Fellow traders and customers were shocked and saddened to find the Dolly Knighton's shop at the top of the High Street in Margate closed after almost a record stint of near non-stop opening.
Miss Knighton is understood to be in her 90s and bent double with osteoperosis, but has been in business since the 1940s and was renowned for opening 365 days of the year, even on Christmas Day.
While ever present in her shop, she was widely and affectionately known as “whistling Dolly” for her adept and distinctive trilling.
The shop door was quickly plastered with tributes to Dolly, and angry laments about the shop’s closure. Other shopkeepers have blamed her business' demise on the blight affecting many small traders in Margate.
Pauline Dunill, of Pauline’s Café opposite the florists, said it was a constant struggle to stay open with the bailiffs being regular visitors to several town centre businesses.

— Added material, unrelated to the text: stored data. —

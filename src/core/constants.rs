use crate::core::color::Rgba;

// Shared tuning constants for the effect layers. Values that differ between
// desktop and touch devices live in `profile.rs` instead.

// Palette
pub const NEON_PINK: Rgba = Rgba::hex(0xFF3366);
pub const NEON_CYAN: Rgba = Rgba::hex(0x00FFFF);
pub const ELECTRIC_BLUE: Rgba = Rgba::hex(0x00E5FF);
pub const VIBRANT_RED: Rgba = Rgba::hex(0xFF1744);
pub const NEON_YELLOW: Rgba = Rgba::hex(0xFFEB3B);
pub const SOFT_CYAN: Rgba = Rgba::hex(0x80FFFF);
pub const PALE_CYAN: Rgba = Rgba::hex(0x66FFFF);
pub const SIGNAL_RED: Rgba = Rgba::hex(0xFF0000);
pub const ORANGE: Rgba = Rgba::hex(0xFF9100);

pub const TRAIL_COLORS: [Rgba; 5] = [NEON_PINK, NEON_CYAN, ELECTRIC_BLUE, VIBRANT_RED, NEON_YELLOW];
pub const STREAK_COLORS: [Rgba; 4] = [NEON_PINK, PALE_CYAN, SIGNAL_RED, Rgba::WHITE];
pub const DEW_COLORS: [Rgba; 6] = [NEON_PINK, SOFT_CYAN, VIBRANT_RED, NEON_YELLOW, ELECTRIC_BLUE, ORANGE];
// badge drop-shadow colours, cycled by index
pub const BADGE_GLOWS: [Rgba; 5] = [
    Rgba::hex(0xFF0044),
    Rgba::hex(0x00CCFF),
    SIGNAL_RED,
    Rgba::hex(0xFFC107),
    Rgba::hex(0x00B8D4),
];

// Particle field
pub const TRAIL_APPEND_INTERVAL_MS: f64 = 100.0;
pub const TRAIL_MAX_POINTS: usize = 50;
pub const TRAIL_CONNECT_DISTANCE: f32 = 150.0;
pub const TRAIL_MAX_ALPHA: f32 = 0.7;
pub const TRAIL_EDGE_WIDTH: f32 = 1.5;
pub const TRAIL_DOT_RADIUS: f32 = 2.0;

// Web shots (click bursts)
pub const WEB_SHOT_LIFETIME_MS: f64 = 2000.0;
pub const WEB_SHOT_SPOKES: usize = 8;
pub const WEB_SHOT_CONNECTORS: usize = 3;
pub const WEB_SHOT_CONNECTOR_STEP: f32 = 20.0;
pub const WEB_SHOT_RING_SEGMENTS: usize = 16;
pub const WEB_SHOT_RADIUS: f32 = 72.0;
pub const WEB_SHOT_GROW_FRACTION: f32 = 0.25; // share of the lifetime spent growing
pub const WEB_SHOT_FADE_START: f32 = 0.5; // share of the lifetime before fading

// Speed lines
pub const STREAK_OPACITY_DECAY: f32 = 0.02; // per tick
pub const STREAK_GLITCH_CHANCE: f32 = 0.05; // per line per tick
pub const STREAK_GLITCH_TICKS: u32 = 5;
pub const STREAK_GLITCH_OFFSET: f32 = 15.0;
pub const STREAK_RGB_SHIFT_MIN: f32 = 4.0;
pub const STREAK_RGB_SHIFT_MAX: f32 = 12.0;
pub const STREAK_GLITCH_DAMPING: f32 = 0.8;
pub const STREAK_SHIFT_VISIBLE: f32 = 0.5;
pub const STREAK_TEAR_CHANCE: f32 = 0.3;
pub const GLOBAL_GLITCH_CHANCE: f32 = 0.02; // per tick
pub const GLOBAL_GLITCH_MIN_MS: f64 = 100.0;
pub const GLOBAL_GLITCH_MAX_MS: f64 = 300.0;

// Floating badges
pub const BADGE_SPRITES: [&str; 11] = [
    "react",
    "nextjs",
    "typescript",
    "wordpress",
    "python",
    "nodejs",
    "mongodb",
    "postgresql",
    "flutter",
    "firebase",
    "git",
];
pub const BADGE_MARGIN: f32 = 120.0;
pub const BADGE_EXCLUSION_HALF: f32 = 300.0; // half-width of the central square kept clear
pub const BADGE_PLACEMENT_ATTEMPTS: usize = 64;
pub const BADGE_GLITCH_PERIOD_MS: f64 = 2000.0;
pub const BADGE_GLITCH_CHANCE: f32 = 0.3;
pub const BADGE_GLITCH_REVERT_MS: f64 = 150.0;
pub const BADGE_GLITCH_OFFSET: f32 = 10.0;
pub const BADGE_GLITCH_SCALE_MIN: f32 = 0.8;
pub const BADGE_GLITCH_SCALE_MAX: f32 = 1.2;
pub const BADGE_GLOW_BLUR: f32 = 10.0;

// Webs
pub const WEB_SHINE_STOPS: [(f32, Rgba); 3] = [
    (0.0, Rgba::rgba(255, 51, 102, 0.3)),
    (0.5, Rgba::rgba(128, 255, 255, 0.2)),
    (1.0, Rgba::TRANSPARENT),
];
pub const CORNER_THREAD: Rgba = Rgba::rgba(128, 255, 255, 0.8);
pub const FIELD_THREAD: Rgba = Rgba::rgba(255, 255, 255, 0.08);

Ms Dunill laid the blame upon the opening of Westwood Cross combined with the closure of Dreamland and inadequate regeneration efforts, failing to benefit many small traders.
She said: “We are all drowning here and feel we get a lot of empty promises about regeneration and the fantastic future but we can’t see a light at the end of the tunnel. We feel decisions are taken that just benefit a few people but nothing is done to continue the community.
“It is tragic that Dolly has closed, everyone says they cannot remember a time when Dolly was not there. She is part of Margate and she lived for her business.”
Ms Dunill said she has had a constant flow of people in the café asking: “Where’s Dolly? What’s happened?”
She said the bailiffs arrived at 7.30am on Saturday, February 16. They had changed the locks and when Miss Knighton and her brother had arrived later they had simply left again.
A spokesman for the UK Bailiff Group said the shop had been closed under “the Law of Distress”.
This gave the landlord the right to forfeit the lease but he understood there had not been a lease in place at the time.
He said: “We worked within the law. This law is an ancient remedy for commercial land, it is completely different to residential law.”
The spokesman said the law could be applied if tenants used premises for something they were not permitted to do. Negotiations were still possible between tenant and landlord.